WASHINGTON (Reuters) – The U.S. Securities and Exchange Commission (SEC) has settled foreign corruption charges against former Goldman Sachs Group Inc (GS.N) executive Tim Leissner for his involvement in Malaysia’s multibillion-dollar 1MDB corruption scandal, the agency said on Monday.

The SEC has permanently barred Leissner from the securities industry for violating the Foreign Corrupt Practices Act (FCPA) by allegedly receiving more than $43 million in illicit payments for helping to facilitate a bribery scheme involving high-ranking government officials in Malaysia and Abu Dhabi.

As part of the settlement, Leissner consented to the SEC’s order that he violated antibribery, internal accounting controls, and books and records provisions of the federal securities laws.
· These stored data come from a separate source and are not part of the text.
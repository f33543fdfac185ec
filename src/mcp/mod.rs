//! MCP server exposing Todoist tasks, projects and bulk operations as tools.

mod types;

use std::str::FromStr;

pub use types::*;

use rmcp::{
    handler::server::{tool::ToolRouter, wrapper::Parameters},
    model::{CallToolResult, Content, ServerInfo},
    tool, tool_handler, tool_router, ErrorData as McpError, ServerHandler, ServiceExt,
};
use serde::Serialize;
use serde_json::{json, Map, Value};
use tracing::warn;
use uuid::Uuid;

use crate::batch::{BatchOperationResult, BatchOptions, BatchRequest, BatchService, CommandDependency};
use crate::bulk::{resource_uri, BulkAction, BulkOperationSummary, BulkRequest, BulkService};
use crate::client::{collect_pages, TodoistClient, MAX_PAGES};
use crate::error::{ErrorKind, TodoistError};
use crate::models::*;
use crate::sync::{
    CommandArgs, PendingCommand, ReminderAddArgs, SharedLabelRemoveArgs, SharedLabelRenameArgs,
    SyncCommand,
};

/// Map a client error onto the MCP error space with a sanitized message.
/// The full error only goes to the log.
fn tool_error(err: TodoistError) -> McpError {
    warn!(kind = ?err.kind(), error = %err, "Todoist call failed");
    match err.kind() {
        ErrorKind::Validation | ErrorKind::NotFound => {
            McpError::invalid_params(err.user_message(), None)
        }
        _ => McpError::internal_error(err.user_message(), None),
    }
}

fn json_result<T: Serialize>(value: &T) -> Result<CallToolResult, McpError> {
    let json = serde_json::to_string_pretty(value)
        .map_err(|e| McpError::internal_error(e.to_string(), None))?;
    Ok(CallToolResult::success(vec![Content::text(json)]))
}

fn to_fields<T: Serialize>(value: &T) -> Result<Map<String, Value>, McpError> {
    match serde_json::to_value(value) {
        Ok(Value::Object(map)) => Ok(map),
        Ok(_) => Err(McpError::internal_error("expected an object", None)),
        Err(e) => Err(McpError::internal_error(e.to_string(), None)),
    }
}

fn comment_parent(
    task_id: Option<String>,
    project_id: Option<String>,
) -> Result<CommentParent, McpError> {
    match (task_id, project_id) {
        (Some(task_id), None) => Ok(CommentParent::Task(task_id)),
        (None, Some(project_id)) => Ok(CommentParent::Project(project_id)),
        _ => Err(McpError::invalid_params(
            "Give exactly one of task_id or project_id",
            None,
        )),
    }
}

#[derive(Clone)]
pub struct TodoistMcpServer {
    client: TodoistClient,
    batch: BatchService,
    bulk: BulkService,
    tool_router: ToolRouter<Self>,
}

impl TodoistMcpServer {
    pub fn new(client: TodoistClient) -> Self {
        Self {
            batch: BatchService::new(client.clone()),
            bulk: BulkService::new(client.clone()),
            client,
            tool_router: Self::tool_router(),
        }
    }

    // ============================================================
    // Tool logic shared by the tools and their tests
    // ============================================================

    async fn run_list_tasks(&self, req: ListTasksRequest) -> Result<ListResponse<Task>, McpError> {
        let client = &self.client;
        let limit = req.limit;

        if let Some(filter) = req.filter.as_deref() {
            if req.all {
                let items = collect_pages(
                    |cursor| async move { client.filter_tasks(filter, cursor.as_deref(), limit).await },
                    MAX_PAGES,
                )
                .await
                .map_err(tool_error)?;
                return Ok(ListResponse { items, next_cursor: None });
            }
            let page = client
                .filter_tasks(filter, req.cursor.as_deref(), limit)
                .await
                .map_err(tool_error)?;
            return Ok(ListResponse { items: page.results, next_cursor: page.next_cursor });
        }

        let query = TaskQuery {
            project_id: req.project_id,
            section_id: req.section_id,
            parent_id: req.parent_id,
            label: req.label,
            cursor: req.cursor,
            limit: req.limit,
        };

        if req.all {
            let items = collect_pages(
                |cursor| {
                    let query = TaskQuery { cursor, ..query.clone() };
                    async move { client.list_tasks(&query).await }
                },
                MAX_PAGES,
            )
            .await
            .map_err(tool_error)?;
            return Ok(ListResponse { items, next_cursor: None });
        }

        let page = client.list_tasks(&query).await.map_err(tool_error)?;
        Ok(ListResponse { items: page.results, next_cursor: page.next_cursor })
    }

    async fn run_update_task(&self, req: UpdateTaskRequest) -> Result<Task, McpError> {
        let fields = to_fields(&req)?;
        if fields.is_empty() {
            return Err(McpError::invalid_params("No fields to update", None));
        }
        self.client
            .update_task(&req.task_id, &fields)
            .await
            .map_err(tool_error)
    }

    async fn run_move_task(&self, req: MoveTaskRequest) -> Result<ActionResponse, McpError> {
        let target = MoveTarget {
            project_id: req.project_id,
            section_id: req.section_id,
            parent_id: req.parent_id,
        };
        if target.destinations() != 1 {
            return Err(McpError::invalid_params(
                "Give exactly one of project_id, section_id or parent_id",
                None,
            ));
        }
        self.client
            .move_task(&req.task_id, &target)
            .await
            .map_err(tool_error)?;

        Ok(ActionResponse {
            success: true,
            resource_uri: resource_uri(&req.task_id),
            message: format!("Task {} moved", req.task_id),
            id: req.task_id,
        })
    }

    async fn run_bulk_tasks(&self, req: BulkTasksRequest) -> Result<BulkOperationSummary, McpError> {
        let action = BulkAction::from_str(&req.action).map_err(tool_error)?;
        let mut request = BulkRequest::new(action, req.task_ids)
            .with_fields(req.fields.unwrap_or_default());
        request.verify = req.verify;

        self.bulk.execute(request).await.map_err(tool_error)
    }

    async fn run_batch_commands(
        &self,
        req: BatchCommandsRequest,
    ) -> Result<BatchOperationResult, McpError> {
        let commands = req
            .commands
            .into_iter()
            .enumerate()
            .map(|(index, raw)| {
                serde_json::from_value::<PendingCommand>(raw).map_err(|e| {
                    McpError::invalid_params(format!("Command {} is invalid: {}", index, e), None)
                })
            })
            .collect::<Result<Vec<_>, _>>()?;

        let request = BatchRequest {
            commands,
            dependencies: req
                .dependencies
                .into_iter()
                .map(|d| CommandDependency {
                    command_index: d.command_index,
                    depends_on: d.depends_on,
                })
                .collect(),
            options: BatchOptions {
                continue_on_error: req.continue_on_error,
                validate_only: req.validate_only,
            },
        };

        self.batch.execute(request).await.map_err(tool_error)
    }

    /// Submit one administrative command without the batch retry policy.
    async fn run_single_sync(&self, args: CommandArgs) -> Result<SyncActionResponse, McpError> {
        let command = SyncCommand::new(args);
        let response = self
            .client
            .sync(std::slice::from_ref(&command))
            .await
            .map_err(tool_error)?;

        Ok(match response.command_result(&command.uuid) {
            Ok(()) => SyncActionResponse { success: true, id: None, error: None },
            Err(err) => SyncActionResponse {
                success: false,
                id: None,
                error: Some(err.message()),
            },
        })
    }

    async fn run_add_reminder(&self, req: AddReminderRequest) -> Result<SyncActionResponse, McpError> {
        let due = match (req.due_string, req.due_datetime) {
            (Some(string), _) => Some(json!({ "string": string })),
            (None, Some(date)) => Some(json!({ "date": date })),
            (None, None) => None,
        };
        if due.is_none() && req.minute_offset.is_none() {
            return Err(McpError::invalid_params(
                "A reminder needs minute_offset or a due time",
                None,
            ));
        }
        let reminder_type = req.reminder_type.or_else(|| {
            Some(if req.minute_offset.is_some() { "relative" } else { "absolute" }.to_string())
        });

        let temp_id = Uuid::new_v4().to_string();
        let command = SyncCommand::new(CommandArgs::ReminderAdd(ReminderAddArgs {
            item_id: req.task_id,
            reminder_type,
            due,
            minute_offset: req.minute_offset,
            extra: Map::new(),
        }))
        .with_temp_id(temp_id.clone());

        let response = self
            .client
            .execute_batch(std::slice::from_ref(&command))
            .await
            .map_err(tool_error)?;

        Ok(match response.command_result(&command.uuid) {
            Ok(()) => SyncActionResponse {
                success: true,
                id: response.resolve_temp_id(&temp_id).map(str::to_string),
                error: None,
            },
            Err(err) => SyncActionResponse {
                success: false,
                id: None,
                error: Some(err.message()),
            },
        })
    }

    // ============================================================
    // Test helpers - expose tool logic for testing
    // ============================================================

    pub async fn test_list_tasks(&self, req: ListTasksRequest) -> Result<ListResponse<Task>, McpError> {
        self.run_list_tasks(req).await
    }

    pub async fn test_update_task(&self, req: UpdateTaskRequest) -> Result<Task, McpError> {
        self.run_update_task(req).await
    }

    pub async fn test_move_task(&self, req: MoveTaskRequest) -> Result<ActionResponse, McpError> {
        self.run_move_task(req).await
    }

    pub async fn test_bulk_tasks(
        &self,
        req: BulkTasksRequest,
    ) -> Result<BulkOperationSummary, McpError> {
        self.run_bulk_tasks(req).await
    }

    pub async fn test_batch_commands(
        &self,
        req: BatchCommandsRequest,
    ) -> Result<BatchOperationResult, McpError> {
        self.run_batch_commands(req).await
    }

    pub async fn test_rename_shared_label(
        &self,
        req: RenameSharedLabelRequest,
    ) -> Result<SyncActionResponse, McpError> {
        self.run_single_sync(CommandArgs::SharedLabelRename(SharedLabelRenameArgs {
            name_old: req.name,
            name_new: req.new_name,
        }))
        .await
    }

    pub async fn test_add_reminder(
        &self,
        req: AddReminderRequest,
    ) -> Result<SyncActionResponse, McpError> {
        self.run_add_reminder(req).await
    }

    pub fn test_rate_limit_status(&self) -> RateLimitStatusResponse {
        RateLimitStatusResponse {
            limits: self.client.rate_limit_status(),
        }
    }
}
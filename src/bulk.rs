//! Bulk task operations.
//!
//! One action applied to up to [`MAX_BULK_TASKS`] tasks. `update`, `complete`
//! and `uncomplete` go out as a single sync batch; `move`, `delete` and
//! deadline changes are dispatched per task. Whatever the path, the caller
//! gets one [`OperationResult`] per distinct id, in input order.

use std::collections::HashSet;
use std::fmt;
use std::str::FromStr;

use futures::future::join_all;
use serde::{Deserialize, Serialize};
use serde_json::{Map, Value};
use tracing::{debug, info, warn};

use crate::client::TodoistClient;
use crate::error::{Result, TodoistError};
use crate::models::MoveTarget;
use crate::sync::{CommandArgs, IdArgs, ItemUpdateArgs, SyncCommand};

/// Most distinct task ids accepted in one bulk call.
pub const MAX_BULK_TASKS: usize = 50;

/// Free-text fields bulk update refuses to touch.
pub const DISALLOWED_UPDATE_FIELDS: [&str; 3] = ["content", "description", "comments"];

pub const RESOURCE_SCHEME: &str = "todoist";

/// Fields applied through `POST /tasks/{id}` instead of the sync batch.
const DEADLINE_FIELDS: [&str; 2] = ["deadline", "deadline_date"];

type Outcome = std::result::Result<(), String>;

#[derive(Debug, Clone, Copy, PartialEq, Eq, Serialize, Deserialize)]
#[serde(rename_all = "snake_case")]
pub enum BulkAction {
    Update,
    Complete,
    Uncomplete,
    Move,
    Delete,
}

impl BulkAction {
    pub fn as_str(&self) -> &'static str {
        match self {
            Self::Update => "update",
            Self::Complete => "complete",
            Self::Uncomplete => "uncomplete",
            Self::Move => "move",
            Self::Delete => "delete",
        }
    }
}

impl fmt::Display for BulkAction {
    fn fmt(&self, f: &mut fmt::Formatter<'_>) -> fmt::Result {
        f.write_str(self.as_str())
    }
}

impl FromStr for BulkAction {
    type Err = TodoistError;

    fn from_str(s: &str) -> Result<Self> {
        match s {
            "update" => Ok(Self::Update),
            "complete" => Ok(Self::Complete),
            "uncomplete" => Ok(Self::Uncomplete),
            "move" => Ok(Self::Move),
            "delete" => Ok(Self::Delete),
            other => Err(TodoistError::Validation(format!(
                "unknown bulk action '{}'; expected update, complete, uncomplete, move or delete",
                other
            ))),
        }
    }
}
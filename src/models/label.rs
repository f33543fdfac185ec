use serde::{Deserialize, Serialize};
use serde_json::{Map, Value};

/// A personal label.
///
/// Shared labels (labels on tasks in shared projects that the user does not
/// own) have no id and are only addressable by name through sync commands.
#[derive(Debug, Clone, Serialize, Deserialize)]
pub struct Label {
    pub id: String,
    pub name: String,
    #[serde(default)]
    pub color: Option<String>,
    #[serde(default)]
    pub is_favorite: bool,
    #[serde(flatten)]
    pub extra: Map<String, Value>,
}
The settlement also requires Leissner to give up ill-gotten gains of $43.7 million.

That amount will be offset by money paid as part of an action by the U.S. Department of Justice, which in November 2018 filed criminal charges against Leissner and fellow former Goldman banker Roger Ng. Leissner pleaded guilty to those charges. Ng pleaded not guilty, and his case is pending in federal court in Brooklyn.

Goldman has been investigated by regulators in at least 14 countries, including the United States, Malaysia and Singapore, over its involvement in the scandal. According to the Justice Department, the bank earned $600 million in fees for its work with 1MDB. Leissner, Ng and others received large bonuses in connection with that revenue.

READ ALSO  Exclusive: Eastman Kodak top executive got Trump deal windfall on an 'understanding'

The bank has consistently tried to distance itself from the scandal, saying Leissner and Ng worked to conceal their criminal activities from the bank’s management.

Both bankers have already been sanctioned by U.S. Federal Reserve for their roles in the scandal.